Price Calls For More Education, Legislation Re: Internet

Price Calls For More Education, Legislation Re: Internet


Increasing education about online safety and fortifying structures to protect citizens with legislation were proposals put forward to limit hostile activity associated with internet usage.

Country Manager, Flow Jamaica, Stephen Price made calls to implement these change mechanisms, during Tuesday’s Safer Internet Day (SID) 2021 Virtual Teen Summit. The event was streamed live from the Knutsford Court Hotel to hundreds of viewers on Flow Jamaica’s Facebook and YouTube Pages, and the Jamaica Observer’s website.

Flow Jamaica, a subsidiary of leading communications company Liberty Latin America (LLA), joined others in the group of companies to celebrate SID 2021 across the region. The group were also joined by approximately 130 countries worldwide.

SID was staged under the global theme ‘Together for a Better Internet’. The summit focused on the importance of digital responsibility and measures persons, specifically youth and seniors, should employ when using the internet.

Stephen Price, Country Manager, Flow Jamaica

Price said it was crucial to ramp up efforts that safeguard users against deviant behaviours. His observation stems from the onset of the COVID-19 pandemic and its massive influence on online activity. Internet usage has increased globally by 40 – 60 per cent over the last year, causing an increase in vulnerable persons.

“Parents and caregivers play a crucial role in empowering and supporting our children to use technology responsibly and respectfully. Teachers, educators and social workers can help by equipping their pupils and students with digital literacy skills and by developing their critical thinking skills, which will allow them to better navigate the online world,” shared Price.

He said, ultimately “…decision-makers and politicians need to establish and nurture a culture in which all of the above can function and thrive … by ensuring that there are opportunities in the curriculum for children and young people to learn about online safety and provide supporting resources. They [politicians and decision makers] must also take the lead in governance and legislation,” urged Price, who is also Chairman of the Flow Foundation.

In a recorded speech aired at the Summit, Hon. Daryl Vaz, Minister of Science, Energy and Technology, and the Hon. Fayval Williams, Minister of Education, Youth and Information, said the government is acting to protect online users.

“This increased access exposes children to cyberbullying, child trafficking, online scams, inappropriate content and most disturbingly, online predators,” said Vaz. “As a ministry, we are cognizant of this reality, and we have been spreading the cybersecurity message across the length and breadth of this island through the Jamaica Cyber Incident Response Team, and prior to COVID-19, we would have sensitised scores of young people.”

Stephen Price and Quite Perry

Minister Williams continued: “The Ministry of Education, Youth and Information has ensured that there are opportunities in the curriculum for children to learn about online safety and that parents and caregivers, through our agency – the National Parent Support Commission – have access to appropriate information and sources of support.”

She added: “The government has taken a lead role in governance and legislation to safeguard the protection and well-being of children and young people through effective child protection strategies for the online world.”
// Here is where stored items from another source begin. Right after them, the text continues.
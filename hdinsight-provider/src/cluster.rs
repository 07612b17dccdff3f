//! Typed Spark cluster settings
//!
//! `SparkCluster` is the single point where declarative attributes are
//! converted into structured values. Create requests are built from it and
//! remote responses are flattened back into it.

use std::collections::{BTreeMap, HashMap};

use hdinsight_core::provider::{ProviderError, ProviderResult};
use hdinsight_core::resource::Value;

use crate::attrs::{AttrSource, Attrs, AttrsBuilder};
use crate::cluster_id::ClusterId;
use crate::mappings::configurations::GATEWAY_SECTION;
use crate::mappings::roles::{expand_roles, flatten_roles};
use crate::mappings::{
    ComponentVersion, ComputeIsolation, DiskEncryption, Gateway, Metastores, MonitorConfig,
    Network, Roles, SPARK_ROLES, SecurityProfile, StorageAccount, StorageAccountGen2,
    expand_storage_accounts, merge_configurations,
};
use crate::models::{
    Cluster, ClusterCreateParametersExtended, ClusterCreateProperties, ClusterDefinition,
    ComputeProfile, Configurations, EncryptionInTransitProperties, MonitoringStatus,
    OS_TYPE_LINUX, StorageProfile,
};
use crate::utils::{
    TIERS, find_connectivity_endpoint, normalize_location, normalize_tier,
    reconcile_cluster_version, validate_cluster_name,
};

pub const CLUSTER_KIND: &str = "Spark";

#[derive(Debug, Clone, Default, PartialEq, Eq)]
pub struct SparkCluster {
    pub name: String,
    pub resource_group_name: String,
    pub location: String,
    pub cluster_version: String,
    pub tier: String,
    pub tls_min_version: Option<String>,
    pub encryption_in_transit_enabled: Option<bool>,
    pub disk_encryption: Option<DiskEncryption>,
    pub component_version: ComponentVersion,
    pub compute_isolation: Option<ComputeIsolation>,
    pub gateway: Gateway,
    pub metastores: Option<Metastores>,
    pub network: Option<Network>,
    pub security_profile: Option<SecurityProfile>,
    pub storage_accounts: Vec<StorageAccount>,
    pub storage_accounts_gen2: Vec<StorageAccountGen2>,
    pub roles: Roles,
    pub monitor: Option<MonitorConfig>,
    pub extension: Option<MonitorConfig>,
    pub tags: BTreeMap<String, String>,
    pub https_endpoint: Option<String>,
    pub ssh_endpoint: Option<String>,
}

/// Everything Read collects from the remote side
#[derive(Debug, Clone)]
pub struct RemoteCluster<'a> {
    pub id: &'a ClusterId,
    pub cluster: &'a Cluster,
    pub configurations: &'a Configurations,
    pub monitoring: &'a MonitoringStatus,
    pub azure_monitor: &'a MonitoringStatus,
}

// =============================================================================
// Declarative attributes
// =============================================================================

impl SparkCluster {
    pub fn from_attributes(attributes: &HashMap<String, Value>) -> ProviderResult<Self> {
        let attrs = Attrs::root(attributes);

        let name = attrs.required_string("name")?;
        validate_cluster_name(&name).map_err(ProviderError::validation)?;

        let tier = attrs.required_string("tier")?;
        if !TIERS.iter().any(|t| t.eq_ignore_ascii_case(&tier)) {
            return Err(ProviderError::validation(format!(
                "`tier`: invalid value {:?}, expected one of: {}",
                tier,
                TIERS.join(", ")
            )));
        }

        Ok(Self {
            name,
            resource_group_name: attrs.required_string("resource_group_name")?,
            location: attrs.required_string("location")?,
            cluster_version: attrs.required_string("cluster_version")?,
            tier,
            tls_min_version: attrs.optional_string("tls_min_version")?,
            encryption_in_transit_enabled: attrs.optional_bool("encryption_in_transit_enabled")?,
            disk_encryption: attrs
                .block("disk_encryption")?
                .map(|b| DiskEncryption::from_attrs(&b))
                .transpose()?,
            component_version: ComponentVersion::from_attrs(
                &attrs.required_block("component_version")?,
            )?,
            compute_isolation: attrs
                .block("compute_isolation")?
                .map(|b| ComputeIsolation::from_attrs(&b))
                .transpose()?,
            gateway: Gateway::from_attrs(&attrs.required_block("gateway")?)?,
            metastores: attrs
                .block("metastores")?
                .map(|b| Metastores::from_attrs(&b))
                .transpose()?
                .filter(|m| !m.is_empty()),
            network: attrs
                .block("network")?
                .map(|b| Network::from_attrs(&b))
                .transpose()?,
            security_profile: attrs
                .block("security_profile")?
                .map(|b| SecurityProfile::from_attrs(&b))
                .transpose()?,
            storage_accounts: attrs
                .blocks("storage_account")?
                .iter()
                .map(StorageAccount::from_attrs)
                .collect::<ProviderResult<Vec<_>>>()?,
            storage_accounts_gen2: attrs
                .blocks("storage_account_gen2")?
                .iter()
                .map(StorageAccountGen2::from_attrs)
                .collect::<ProviderResult<Vec<_>>>()?,
            roles: Roles::from_attrs(&attrs.required_block("roles")?)?,
            monitor: attrs
                .block("monitor")?
                .map(|b| MonitorConfig::from_attrs(&b))
                .transpose()?,
            extension: attrs
                .block("extension")?
                .map(|b| MonitorConfig::from_attrs(&b))
                .transpose()?,
            tags: attrs.string_map("tags")?,
            https_endpoint: attrs.optional_string("https_endpoint")?,
            ssh_endpoint: attrs.optional_string("ssh_endpoint")?,
        })
    }

    pub fn to_attributes(&self) -> HashMap<String, Value> {
        let mut builder = AttrsBuilder::new()
            .string("name", &self.name)
            .string("resource_group_name", &self.resource_group_name)
            .string("location", &self.location)
            .string("cluster_version", &self.cluster_version)
            .string("tier", &self.tier)
            .opt_string("tls_min_version", self.tls_min_version.as_deref())
            .opt_bool(
                "encryption_in_transit_enabled",
                self.encryption_in_transit_enabled,
            )
            .blocks(
                "disk_encryption",
                self.disk_encryption.iter().map(DiskEncryption::to_attrs).collect(),
            )
            .block("component_version", self.component_version.to_attrs())
            .opt_block(
                "compute_isolation",
                self.compute_isolation.as_ref().map(ComputeIsolation::to_attrs),
            )
            .block("gateway", self.gateway.to_attrs())
            .opt_block("metastores", self.metastores.as_ref().map(Metastores::to_attrs))
            .opt_block("network", self.network.as_ref().map(Network::to_attrs))
            .opt_block(
                "security_profile",
                self.security_profile.as_ref().map(SecurityProfile::to_attrs),
            )
            .blocks(
                "storage_account",
                self.storage_accounts.iter().map(StorageAccount::to_attrs).collect(),
            )
            .blocks(
                "storage_account_gen2",
                self.storage_accounts_gen2
                    .iter()
                    .map(StorageAccountGen2::to_attrs)
                    .collect(),
            )
            .block("roles", self.roles.to_attrs())
            .opt_block("monitor", self.monitor.as_ref().map(MonitorConfig::to_attrs))
            .opt_block("extension", self.extension.as_ref().map(MonitorConfig::to_attrs))
            .opt_string("https_endpoint", self.https_endpoint.as_deref())
            .opt_string("ssh_endpoint", self.ssh_endpoint.as_deref());
        if !self.tags.is_empty() {
            builder = builder.string_map("tags", &self.tags);
        }
        builder.build()
    }

    pub fn cluster_id(&self, subscription_id: &str) -> ClusterId {
        ClusterId::new(subscription_id, &self.resource_group_name, &self.name)
    }

    /// Location and tier in the form the API reports them
    pub fn normalized(&self) -> Self {
        Self {
            location: normalize_location(&self.location),
            tier: normalize_tier(&self.tier),
            ..self.clone()
        }
    }
}

// =============================================================================
// Expand
// =============================================================================

impl SparkCluster {
    /// Build the create request. Fails before any network call on values the
    /// API would reject.
    pub fn create_parameters(&self) -> ProviderResult<ClusterCreateParametersExtended> {
        let configurations = merge_configurations(
            self.gateway.expand(),
            self.metastores
                .as_ref()
                .map(Metastores::expand)
                .unwrap_or_default(),
        )?;

        let (storage_accounts, mut identity) =
            expand_storage_accounts(&self.storage_accounts, &self.storage_accounts_gen2)
                .map_err(|e| ProviderError::validation(format!("expanding storage: {}", e.message)))?;

        let roles = expand_roles(&self.roles, &SPARK_ROLES)?;

        let disk_encryption_properties = self
            .disk_encryption
            .as_ref()
            .map(DiskEncryption::expand)
            .transpose()?;

        let security_profile = self.security_profile.as_ref().map(|profile| {
            // the domain identity replaces any storage identity
            identity = Some(profile.identity());
            profile.expand()
        });

        Ok(ClusterCreateParametersExtended {
            location: normalize_location(&self.location),
            tags: self.tags.clone(),
            properties: ClusterCreateProperties {
                cluster_version: Some(self.cluster_version.clone()),
                os_type: Some(OS_TYPE_LINUX.to_string()),
                tier: Some(normalize_tier(&self.tier)),
                cluster_definition: Some(ClusterDefinition {
                    kind: Some(CLUSTER_KIND.to_string()),
                    component_version: Some(self.component_version.expand()),
                    configurations: Some(configurations),
                }),
                security_profile,
                compute_profile: Some(ComputeProfile { roles }),
                storage_profile: Some(StorageProfile {
                    storageaccounts: storage_accounts,
                }),
                disk_encryption_properties,
                encryption_in_transit_properties: Some(EncryptionInTransitProperties {
                    is_encryption_in_transit_enabled: Some(
                        self.encryption_in_transit_enabled.unwrap_or(false),
                    ),
                }),
                min_supported_tls_version: self.tls_min_version.clone(),
                network_properties: self.network.as_ref().map(Network::expand),
                compute_isolation_properties: self
                    .compute_isolation
                    .as_ref()
                    .map(ComputeIsolation::expand),
            },
            identity,
        })
    }
}

// =============================================================================
// Flatten
// =============================================================================

impl SparkCluster {
    /// Rebuild the settings from remote state. Values the API never returns
    /// (secrets and storage blocks) come from `prior`.
    pub fn from_remote(remote: RemoteCluster<'_>, prior: Option<&SparkCluster>) -> ProviderResult<Self> {
        let id = remote.id;
        let props = remote.cluster.properties.as_ref().ok_or_else(|| {
            ProviderError::remote(format!("retrieving {}: response carries no properties", id))
        })?;

        let gateway_section = remote.configurations.get(GATEWAY_SECTION).ok_or_else(|| {
            ProviderError::remote(format!(
                "retrieving gateway for {}: configuration section {:?} is missing",
                id, GATEWAY_SECTION
            ))
        })?;

        let roles = flatten_roles(
            props.compute_profile.as_ref(),
            &SPARK_ROLES,
            prior.map(|p| &p.roles),
        )
        .ok_or_else(|| {
            ProviderError::remote(format!(
                "flattening `roles` for {}: compute profile lacks a head, worker or zookeeper role",
                id
            ))
        })?;

        let disk_encryption = props
            .disk_encryption_properties
            .as_ref()
            .map(DiskEncryption::flatten)
            .transpose()?;

        let endpoints = props.connectivity_endpoints.as_deref();

        Ok(Self {
            name: id.cluster_name.clone(),
            resource_group_name: id.resource_group_name.clone(),
            location: normalize_location(&remote.cluster.location),
            cluster_version: reconcile_cluster_version(
                prior.map(|p| p.cluster_version.as_str()),
                props.cluster_version.as_deref().unwrap_or_default(),
            ),
            tier: normalize_tier(props.tier.as_deref().unwrap_or_default()),
            tls_min_version: props.min_supported_tls_version.clone(),
            encryption_in_transit_enabled: props
                .encryption_in_transit_properties
                .as_ref()
                .and_then(|e| e.is_encryption_in_transit_enabled),
            disk_encryption,
            component_version: ComponentVersion::flatten(
                props.cluster_definition.component_version.as_ref(),
            ),
            compute_isolation: props
                .compute_isolation_properties
                .as_ref()
                .map(ComputeIsolation::flatten),
            gateway: Gateway::flatten(gateway_section, prior.map(|p| &p.gateway)),
            metastores: Metastores::flatten(
                remote.configurations,
                prior.and_then(|p| p.metastores.as_ref()),
            ),
            network: props.network_properties.as_ref().map(Network::flatten),
            security_profile: SecurityProfile::flatten(
                props.security_profile.as_ref(),
                prior.and_then(|p| p.security_profile.as_ref()),
            ),
            storage_accounts: prior.map(|p| p.storage_accounts.clone()).unwrap_or_default(),
            storage_accounts_gen2: prior
                .map(|p| p.storage_accounts_gen2.clone())
                .unwrap_or_default(),
            roles,
            monitor: MonitorConfig::flatten(remote.monitoring, prior.and_then(|p| p.monitor.as_ref())),
            extension: MonitorConfig::flatten(
                remote.azure_monitor,
                prior.and_then(|p| p.extension.as_ref()),
            ),
            tags: remote.cluster.tags.clone().unwrap_or_default(),
            https_endpoint: find_connectivity_endpoint("HTTPS", endpoints),
            ssh_endpoint: find_connectivity_endpoint("SSH", endpoints),
        })
    }
}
Minister Vaz also announced imminent advances for the information technology sector, with a government-financed broadband project worth over 200 million U.S. dollars (US$200,000,000.00).

“We are rolling out our national broadband plan to take internet access to the last mile of the country. The government will be making the largest single investment in ICT infrastructure in the country, an estimated two hundred thirty-seven million U.S. dollars (US$237,000,000.00) for the development of our national broadband,” Vaz revealed.

He added: “We have a plan to place at least three Wi-Fi hotspots to each constituency across the island, further increasing access to the internet for all.” Vaz said this was important for Jamaicans to capitalise on benefits projected in a World Economic Forum report that 65 per cent of children in primary schools would be working jobs that do not yet exist.

Flow Jamaica has invested millions in educational access for the young, with Price highlighting their Internet in Schools programme. The programme provides free internet service to over 300 primary schools.  Over the years, the company has also certified over 500 Safer Internet Ambassadors in primary schools across the country. Its Mission Connect programme has brought connectivity to more unserved and underserved communities. Its Community Links, internet centres, is located in several neighbourhoods.